- [Supplied data]:

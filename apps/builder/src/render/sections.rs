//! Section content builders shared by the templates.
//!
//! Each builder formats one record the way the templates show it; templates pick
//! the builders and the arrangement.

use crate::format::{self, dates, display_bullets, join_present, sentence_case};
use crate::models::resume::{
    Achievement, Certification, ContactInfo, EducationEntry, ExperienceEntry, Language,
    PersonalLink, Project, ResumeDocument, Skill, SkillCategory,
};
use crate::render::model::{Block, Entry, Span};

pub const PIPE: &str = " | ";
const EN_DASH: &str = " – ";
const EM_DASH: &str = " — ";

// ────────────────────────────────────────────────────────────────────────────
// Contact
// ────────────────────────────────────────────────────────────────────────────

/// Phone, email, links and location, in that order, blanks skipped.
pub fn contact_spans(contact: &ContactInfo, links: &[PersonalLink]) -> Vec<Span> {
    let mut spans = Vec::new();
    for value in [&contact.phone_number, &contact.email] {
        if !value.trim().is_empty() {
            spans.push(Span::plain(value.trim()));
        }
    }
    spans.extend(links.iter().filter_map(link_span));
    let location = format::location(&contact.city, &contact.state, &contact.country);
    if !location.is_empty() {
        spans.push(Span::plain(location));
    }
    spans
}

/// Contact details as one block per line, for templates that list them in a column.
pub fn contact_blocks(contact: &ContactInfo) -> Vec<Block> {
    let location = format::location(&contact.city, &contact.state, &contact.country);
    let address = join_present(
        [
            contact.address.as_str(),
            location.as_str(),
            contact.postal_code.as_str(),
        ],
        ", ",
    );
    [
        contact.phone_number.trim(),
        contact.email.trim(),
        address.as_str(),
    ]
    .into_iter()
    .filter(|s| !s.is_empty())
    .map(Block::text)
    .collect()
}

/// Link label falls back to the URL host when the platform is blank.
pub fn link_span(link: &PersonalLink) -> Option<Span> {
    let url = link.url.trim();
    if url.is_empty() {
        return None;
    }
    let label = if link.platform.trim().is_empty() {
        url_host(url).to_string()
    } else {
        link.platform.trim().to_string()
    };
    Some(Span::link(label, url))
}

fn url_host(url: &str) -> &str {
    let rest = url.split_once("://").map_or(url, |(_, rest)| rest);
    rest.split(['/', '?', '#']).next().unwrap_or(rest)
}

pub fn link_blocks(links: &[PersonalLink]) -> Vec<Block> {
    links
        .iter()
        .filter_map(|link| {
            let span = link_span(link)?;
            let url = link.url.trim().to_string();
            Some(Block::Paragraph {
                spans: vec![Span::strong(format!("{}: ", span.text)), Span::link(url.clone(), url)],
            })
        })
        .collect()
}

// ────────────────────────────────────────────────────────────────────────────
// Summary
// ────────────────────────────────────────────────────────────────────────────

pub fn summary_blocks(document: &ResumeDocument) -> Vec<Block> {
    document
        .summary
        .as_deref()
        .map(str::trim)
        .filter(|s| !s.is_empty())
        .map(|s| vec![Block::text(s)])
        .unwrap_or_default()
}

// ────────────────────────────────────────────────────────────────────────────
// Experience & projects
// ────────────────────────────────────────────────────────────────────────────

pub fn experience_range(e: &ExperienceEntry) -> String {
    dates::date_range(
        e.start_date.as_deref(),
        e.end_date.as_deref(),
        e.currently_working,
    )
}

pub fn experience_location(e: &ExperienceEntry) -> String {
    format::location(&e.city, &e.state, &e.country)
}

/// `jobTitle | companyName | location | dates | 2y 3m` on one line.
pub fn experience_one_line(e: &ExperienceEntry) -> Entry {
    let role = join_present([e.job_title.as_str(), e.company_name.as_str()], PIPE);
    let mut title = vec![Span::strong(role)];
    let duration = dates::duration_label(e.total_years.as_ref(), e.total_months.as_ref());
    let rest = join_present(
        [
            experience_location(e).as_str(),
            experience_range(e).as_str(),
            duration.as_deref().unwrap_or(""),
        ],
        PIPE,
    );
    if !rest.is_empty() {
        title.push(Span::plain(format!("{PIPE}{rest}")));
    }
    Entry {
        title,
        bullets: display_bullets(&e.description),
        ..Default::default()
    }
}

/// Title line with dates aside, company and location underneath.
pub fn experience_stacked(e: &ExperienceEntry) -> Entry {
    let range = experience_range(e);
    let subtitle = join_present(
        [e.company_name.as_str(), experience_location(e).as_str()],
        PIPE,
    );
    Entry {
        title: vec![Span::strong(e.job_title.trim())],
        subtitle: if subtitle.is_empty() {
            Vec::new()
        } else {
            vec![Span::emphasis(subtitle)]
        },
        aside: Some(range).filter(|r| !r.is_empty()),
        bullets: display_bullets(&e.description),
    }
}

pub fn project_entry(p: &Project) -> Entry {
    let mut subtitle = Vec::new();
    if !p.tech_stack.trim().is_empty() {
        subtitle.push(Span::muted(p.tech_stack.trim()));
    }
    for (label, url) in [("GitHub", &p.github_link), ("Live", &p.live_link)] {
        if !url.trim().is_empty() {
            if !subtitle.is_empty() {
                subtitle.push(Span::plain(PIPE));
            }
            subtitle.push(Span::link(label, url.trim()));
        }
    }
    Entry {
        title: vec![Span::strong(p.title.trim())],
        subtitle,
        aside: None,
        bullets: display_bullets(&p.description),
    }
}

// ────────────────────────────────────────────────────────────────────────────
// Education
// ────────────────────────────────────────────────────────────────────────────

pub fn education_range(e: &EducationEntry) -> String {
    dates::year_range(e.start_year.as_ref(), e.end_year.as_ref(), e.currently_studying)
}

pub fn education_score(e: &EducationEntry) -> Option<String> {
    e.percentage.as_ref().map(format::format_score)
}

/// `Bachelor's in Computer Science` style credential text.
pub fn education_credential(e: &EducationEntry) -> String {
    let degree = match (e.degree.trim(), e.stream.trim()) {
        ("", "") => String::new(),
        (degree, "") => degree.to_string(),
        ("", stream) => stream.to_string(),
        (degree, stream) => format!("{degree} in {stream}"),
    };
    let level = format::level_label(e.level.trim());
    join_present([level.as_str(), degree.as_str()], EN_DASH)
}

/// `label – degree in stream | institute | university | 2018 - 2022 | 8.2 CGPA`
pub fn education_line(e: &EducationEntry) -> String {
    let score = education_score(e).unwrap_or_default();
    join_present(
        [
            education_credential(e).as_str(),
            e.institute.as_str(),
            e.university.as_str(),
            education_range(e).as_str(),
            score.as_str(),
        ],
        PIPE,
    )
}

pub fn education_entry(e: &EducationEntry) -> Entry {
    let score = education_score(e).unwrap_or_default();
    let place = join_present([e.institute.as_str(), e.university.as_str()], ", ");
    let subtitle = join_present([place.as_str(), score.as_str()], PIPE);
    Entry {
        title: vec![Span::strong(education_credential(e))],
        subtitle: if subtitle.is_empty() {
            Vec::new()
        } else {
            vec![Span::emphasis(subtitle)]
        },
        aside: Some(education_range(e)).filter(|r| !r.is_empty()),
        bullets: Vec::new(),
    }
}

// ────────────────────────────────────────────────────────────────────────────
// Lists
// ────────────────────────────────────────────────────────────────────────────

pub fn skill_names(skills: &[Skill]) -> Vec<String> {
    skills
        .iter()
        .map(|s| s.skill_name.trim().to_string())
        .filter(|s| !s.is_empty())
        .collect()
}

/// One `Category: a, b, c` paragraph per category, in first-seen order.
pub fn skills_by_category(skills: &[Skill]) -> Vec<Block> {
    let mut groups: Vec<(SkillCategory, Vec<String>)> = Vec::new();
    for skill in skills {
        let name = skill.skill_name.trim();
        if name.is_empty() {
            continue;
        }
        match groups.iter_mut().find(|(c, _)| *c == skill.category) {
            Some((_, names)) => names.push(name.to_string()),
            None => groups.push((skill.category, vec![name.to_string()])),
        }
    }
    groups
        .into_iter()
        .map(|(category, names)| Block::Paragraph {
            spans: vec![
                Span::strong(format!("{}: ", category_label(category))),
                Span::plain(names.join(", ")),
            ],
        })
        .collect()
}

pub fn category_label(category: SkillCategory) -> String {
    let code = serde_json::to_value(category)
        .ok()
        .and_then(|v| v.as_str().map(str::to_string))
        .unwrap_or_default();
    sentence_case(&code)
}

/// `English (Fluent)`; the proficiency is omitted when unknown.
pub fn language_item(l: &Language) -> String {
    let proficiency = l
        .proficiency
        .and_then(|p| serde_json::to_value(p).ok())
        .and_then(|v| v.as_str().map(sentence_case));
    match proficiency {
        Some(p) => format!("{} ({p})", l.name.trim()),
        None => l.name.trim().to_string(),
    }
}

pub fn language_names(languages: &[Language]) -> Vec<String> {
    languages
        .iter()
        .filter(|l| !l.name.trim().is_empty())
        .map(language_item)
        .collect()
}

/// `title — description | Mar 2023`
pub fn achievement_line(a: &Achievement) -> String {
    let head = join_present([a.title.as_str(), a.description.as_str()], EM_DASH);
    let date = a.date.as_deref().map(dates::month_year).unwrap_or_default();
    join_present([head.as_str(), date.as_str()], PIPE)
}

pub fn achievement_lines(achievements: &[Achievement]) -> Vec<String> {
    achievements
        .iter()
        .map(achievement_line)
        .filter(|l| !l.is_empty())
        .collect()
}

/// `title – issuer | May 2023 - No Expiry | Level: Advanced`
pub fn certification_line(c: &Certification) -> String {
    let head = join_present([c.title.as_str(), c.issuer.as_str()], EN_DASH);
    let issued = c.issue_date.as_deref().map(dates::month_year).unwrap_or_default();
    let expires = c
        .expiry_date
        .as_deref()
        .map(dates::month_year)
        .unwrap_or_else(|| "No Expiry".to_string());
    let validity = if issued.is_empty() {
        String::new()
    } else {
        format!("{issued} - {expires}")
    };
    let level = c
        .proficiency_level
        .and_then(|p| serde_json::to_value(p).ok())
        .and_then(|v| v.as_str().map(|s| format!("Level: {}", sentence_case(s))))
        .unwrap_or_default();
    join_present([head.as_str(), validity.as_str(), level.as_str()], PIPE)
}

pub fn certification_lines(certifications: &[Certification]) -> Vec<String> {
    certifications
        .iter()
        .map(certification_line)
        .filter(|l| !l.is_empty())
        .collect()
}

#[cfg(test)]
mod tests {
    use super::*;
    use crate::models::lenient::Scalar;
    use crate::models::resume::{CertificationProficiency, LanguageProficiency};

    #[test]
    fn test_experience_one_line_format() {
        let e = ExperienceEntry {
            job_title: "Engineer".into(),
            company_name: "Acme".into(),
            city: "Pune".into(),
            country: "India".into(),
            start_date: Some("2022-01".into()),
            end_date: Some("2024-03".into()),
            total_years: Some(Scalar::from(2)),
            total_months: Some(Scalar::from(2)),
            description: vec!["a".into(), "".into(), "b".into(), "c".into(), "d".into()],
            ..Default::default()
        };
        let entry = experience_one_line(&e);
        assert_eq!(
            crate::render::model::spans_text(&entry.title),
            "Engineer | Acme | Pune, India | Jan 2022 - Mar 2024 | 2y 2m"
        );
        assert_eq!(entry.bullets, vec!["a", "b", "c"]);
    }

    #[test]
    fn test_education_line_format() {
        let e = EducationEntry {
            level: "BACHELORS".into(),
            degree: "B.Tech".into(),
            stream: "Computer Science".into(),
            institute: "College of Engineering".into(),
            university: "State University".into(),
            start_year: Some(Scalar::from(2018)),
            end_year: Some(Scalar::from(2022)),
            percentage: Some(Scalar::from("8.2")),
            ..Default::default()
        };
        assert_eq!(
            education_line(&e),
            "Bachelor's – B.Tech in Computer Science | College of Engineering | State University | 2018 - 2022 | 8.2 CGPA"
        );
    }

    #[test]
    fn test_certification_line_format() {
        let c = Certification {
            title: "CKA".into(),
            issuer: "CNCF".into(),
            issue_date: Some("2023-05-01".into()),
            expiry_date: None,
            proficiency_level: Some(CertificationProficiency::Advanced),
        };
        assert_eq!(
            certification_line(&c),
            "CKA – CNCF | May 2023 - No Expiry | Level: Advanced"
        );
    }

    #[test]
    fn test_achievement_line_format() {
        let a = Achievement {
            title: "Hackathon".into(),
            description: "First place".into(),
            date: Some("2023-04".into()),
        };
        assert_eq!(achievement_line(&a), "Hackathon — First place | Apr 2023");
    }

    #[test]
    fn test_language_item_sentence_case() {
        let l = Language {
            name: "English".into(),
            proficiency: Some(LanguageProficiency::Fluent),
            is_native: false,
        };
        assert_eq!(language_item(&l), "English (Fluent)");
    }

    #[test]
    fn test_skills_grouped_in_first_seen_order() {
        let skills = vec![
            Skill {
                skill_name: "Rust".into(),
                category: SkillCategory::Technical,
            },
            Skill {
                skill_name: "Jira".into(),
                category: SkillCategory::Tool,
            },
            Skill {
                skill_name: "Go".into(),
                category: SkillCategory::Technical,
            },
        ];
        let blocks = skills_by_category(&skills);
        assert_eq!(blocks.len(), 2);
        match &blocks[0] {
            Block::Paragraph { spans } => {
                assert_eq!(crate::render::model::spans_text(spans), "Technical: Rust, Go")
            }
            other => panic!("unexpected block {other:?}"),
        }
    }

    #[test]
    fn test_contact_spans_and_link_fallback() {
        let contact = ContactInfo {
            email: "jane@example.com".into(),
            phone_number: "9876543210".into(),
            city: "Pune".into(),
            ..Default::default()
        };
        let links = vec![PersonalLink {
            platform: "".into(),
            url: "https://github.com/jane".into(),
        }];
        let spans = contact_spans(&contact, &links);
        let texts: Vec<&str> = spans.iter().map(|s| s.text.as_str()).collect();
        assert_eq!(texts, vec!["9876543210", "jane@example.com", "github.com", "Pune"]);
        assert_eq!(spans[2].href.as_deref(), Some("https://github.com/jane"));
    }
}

- [Exercise details]: What lines above hold the word "Option"? List them all.

- [Problem solution]:
pub fn link_span(link: &PersonalLink) -> Option<Span> {
pub fn education_score(e: &EducationEntry) -> Option<String> {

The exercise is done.